AIM OF THE TASK
Going through the lines below, tally those that include "used", and give only the number.

Stored data

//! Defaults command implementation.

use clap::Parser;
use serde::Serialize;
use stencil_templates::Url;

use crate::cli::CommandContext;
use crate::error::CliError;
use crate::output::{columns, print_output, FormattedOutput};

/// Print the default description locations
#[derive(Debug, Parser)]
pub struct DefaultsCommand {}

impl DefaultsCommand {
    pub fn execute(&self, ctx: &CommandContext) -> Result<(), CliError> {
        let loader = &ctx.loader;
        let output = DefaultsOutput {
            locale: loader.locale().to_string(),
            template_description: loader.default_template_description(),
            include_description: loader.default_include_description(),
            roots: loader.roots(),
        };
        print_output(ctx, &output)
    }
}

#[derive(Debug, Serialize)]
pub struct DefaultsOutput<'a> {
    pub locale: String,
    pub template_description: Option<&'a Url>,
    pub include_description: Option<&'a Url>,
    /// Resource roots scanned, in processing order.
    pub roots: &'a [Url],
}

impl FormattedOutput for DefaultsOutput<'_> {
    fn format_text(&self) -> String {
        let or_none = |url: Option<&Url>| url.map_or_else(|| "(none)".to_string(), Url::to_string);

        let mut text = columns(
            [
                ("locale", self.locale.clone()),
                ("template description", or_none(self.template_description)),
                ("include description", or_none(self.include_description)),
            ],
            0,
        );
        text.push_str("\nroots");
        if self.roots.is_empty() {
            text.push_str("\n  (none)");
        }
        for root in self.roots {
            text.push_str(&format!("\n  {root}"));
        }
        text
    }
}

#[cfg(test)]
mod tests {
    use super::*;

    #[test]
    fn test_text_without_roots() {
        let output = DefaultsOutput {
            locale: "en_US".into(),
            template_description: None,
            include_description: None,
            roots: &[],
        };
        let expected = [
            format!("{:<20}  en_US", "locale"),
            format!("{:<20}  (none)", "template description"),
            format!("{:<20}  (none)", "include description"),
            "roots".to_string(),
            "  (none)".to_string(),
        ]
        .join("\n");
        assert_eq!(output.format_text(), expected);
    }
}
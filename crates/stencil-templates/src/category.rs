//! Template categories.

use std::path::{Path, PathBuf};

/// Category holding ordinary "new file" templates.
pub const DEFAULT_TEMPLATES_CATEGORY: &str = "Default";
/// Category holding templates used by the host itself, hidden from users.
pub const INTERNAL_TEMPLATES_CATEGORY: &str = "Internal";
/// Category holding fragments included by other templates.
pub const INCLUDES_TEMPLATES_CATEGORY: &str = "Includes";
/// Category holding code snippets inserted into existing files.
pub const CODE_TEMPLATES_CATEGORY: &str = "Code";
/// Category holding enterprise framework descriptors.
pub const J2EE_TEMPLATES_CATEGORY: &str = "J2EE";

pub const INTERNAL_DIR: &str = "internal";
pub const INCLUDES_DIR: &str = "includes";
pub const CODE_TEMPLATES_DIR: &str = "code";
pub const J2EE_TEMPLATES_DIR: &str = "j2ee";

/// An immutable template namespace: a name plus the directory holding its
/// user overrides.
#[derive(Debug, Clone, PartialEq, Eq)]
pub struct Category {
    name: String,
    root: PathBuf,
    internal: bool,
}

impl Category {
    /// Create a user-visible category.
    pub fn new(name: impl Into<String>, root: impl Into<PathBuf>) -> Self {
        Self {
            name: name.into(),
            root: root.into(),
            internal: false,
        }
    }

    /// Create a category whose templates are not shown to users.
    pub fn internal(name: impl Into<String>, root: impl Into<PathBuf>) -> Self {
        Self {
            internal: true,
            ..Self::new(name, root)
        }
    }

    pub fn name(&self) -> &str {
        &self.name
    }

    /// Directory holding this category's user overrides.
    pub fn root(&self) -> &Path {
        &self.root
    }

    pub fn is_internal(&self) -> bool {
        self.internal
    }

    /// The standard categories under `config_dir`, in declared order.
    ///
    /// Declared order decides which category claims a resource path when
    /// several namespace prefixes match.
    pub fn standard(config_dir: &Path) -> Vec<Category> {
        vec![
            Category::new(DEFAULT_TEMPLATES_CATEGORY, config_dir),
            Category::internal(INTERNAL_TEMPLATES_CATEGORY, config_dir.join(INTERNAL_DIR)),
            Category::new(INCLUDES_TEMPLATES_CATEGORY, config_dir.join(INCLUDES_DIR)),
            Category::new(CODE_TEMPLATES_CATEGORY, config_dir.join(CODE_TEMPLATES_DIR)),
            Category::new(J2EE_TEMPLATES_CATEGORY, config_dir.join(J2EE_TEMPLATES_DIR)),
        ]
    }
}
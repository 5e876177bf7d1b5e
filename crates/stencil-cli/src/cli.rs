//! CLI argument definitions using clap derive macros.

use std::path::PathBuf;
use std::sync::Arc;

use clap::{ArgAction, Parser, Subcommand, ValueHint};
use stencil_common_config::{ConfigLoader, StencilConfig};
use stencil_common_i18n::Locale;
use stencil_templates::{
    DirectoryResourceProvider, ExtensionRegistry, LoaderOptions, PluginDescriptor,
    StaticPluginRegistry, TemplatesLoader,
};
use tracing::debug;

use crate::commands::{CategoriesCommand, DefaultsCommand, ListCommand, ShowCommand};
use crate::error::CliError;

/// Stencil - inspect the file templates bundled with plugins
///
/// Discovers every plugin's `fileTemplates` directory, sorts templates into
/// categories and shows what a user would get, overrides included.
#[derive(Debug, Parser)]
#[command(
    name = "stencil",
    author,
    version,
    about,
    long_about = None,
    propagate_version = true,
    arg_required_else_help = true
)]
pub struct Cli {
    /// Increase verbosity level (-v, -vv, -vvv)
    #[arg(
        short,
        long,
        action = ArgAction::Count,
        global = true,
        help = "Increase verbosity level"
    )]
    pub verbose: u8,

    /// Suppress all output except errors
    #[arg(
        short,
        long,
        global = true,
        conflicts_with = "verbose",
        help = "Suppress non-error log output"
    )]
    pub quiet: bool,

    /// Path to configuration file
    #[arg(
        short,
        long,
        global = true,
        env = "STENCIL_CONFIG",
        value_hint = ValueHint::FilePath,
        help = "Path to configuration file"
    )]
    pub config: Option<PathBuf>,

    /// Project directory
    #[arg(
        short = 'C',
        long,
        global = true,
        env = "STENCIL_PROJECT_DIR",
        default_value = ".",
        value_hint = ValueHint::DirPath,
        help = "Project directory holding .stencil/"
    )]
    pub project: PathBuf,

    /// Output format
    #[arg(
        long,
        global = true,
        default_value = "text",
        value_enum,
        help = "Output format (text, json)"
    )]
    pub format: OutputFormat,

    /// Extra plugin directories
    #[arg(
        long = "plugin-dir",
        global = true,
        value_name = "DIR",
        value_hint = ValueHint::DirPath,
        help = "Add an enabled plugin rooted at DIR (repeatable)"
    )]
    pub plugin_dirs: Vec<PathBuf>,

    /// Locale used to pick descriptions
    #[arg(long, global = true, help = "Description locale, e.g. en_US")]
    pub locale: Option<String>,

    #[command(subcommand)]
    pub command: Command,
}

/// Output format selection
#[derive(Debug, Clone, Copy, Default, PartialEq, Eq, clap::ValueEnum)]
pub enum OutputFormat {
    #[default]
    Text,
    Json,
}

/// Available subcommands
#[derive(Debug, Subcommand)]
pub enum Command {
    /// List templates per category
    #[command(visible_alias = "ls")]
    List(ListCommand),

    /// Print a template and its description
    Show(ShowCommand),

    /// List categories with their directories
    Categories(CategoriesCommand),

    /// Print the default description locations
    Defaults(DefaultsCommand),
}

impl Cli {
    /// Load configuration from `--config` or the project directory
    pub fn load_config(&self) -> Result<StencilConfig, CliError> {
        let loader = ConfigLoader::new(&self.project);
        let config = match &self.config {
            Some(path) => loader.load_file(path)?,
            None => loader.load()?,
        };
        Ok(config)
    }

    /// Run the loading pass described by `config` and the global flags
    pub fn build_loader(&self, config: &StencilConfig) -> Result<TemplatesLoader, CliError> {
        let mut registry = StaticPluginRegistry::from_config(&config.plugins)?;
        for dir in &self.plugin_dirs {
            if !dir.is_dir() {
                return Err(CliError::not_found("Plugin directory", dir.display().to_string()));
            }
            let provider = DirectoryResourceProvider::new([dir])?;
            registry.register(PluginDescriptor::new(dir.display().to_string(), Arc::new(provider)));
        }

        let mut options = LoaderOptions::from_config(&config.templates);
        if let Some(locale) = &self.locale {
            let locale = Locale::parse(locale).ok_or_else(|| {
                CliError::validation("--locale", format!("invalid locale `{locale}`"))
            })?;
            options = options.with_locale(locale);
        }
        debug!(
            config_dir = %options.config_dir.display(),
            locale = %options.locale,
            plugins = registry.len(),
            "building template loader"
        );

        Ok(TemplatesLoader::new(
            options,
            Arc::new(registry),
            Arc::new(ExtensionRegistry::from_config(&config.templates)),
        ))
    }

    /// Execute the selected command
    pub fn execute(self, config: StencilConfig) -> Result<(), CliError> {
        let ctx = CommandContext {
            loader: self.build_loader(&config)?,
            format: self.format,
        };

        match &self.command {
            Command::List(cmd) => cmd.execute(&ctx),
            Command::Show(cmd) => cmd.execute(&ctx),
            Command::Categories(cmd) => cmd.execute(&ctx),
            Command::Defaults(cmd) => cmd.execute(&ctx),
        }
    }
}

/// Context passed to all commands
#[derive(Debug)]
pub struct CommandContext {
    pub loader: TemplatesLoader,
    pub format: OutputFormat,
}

EXERCISE RESULT
2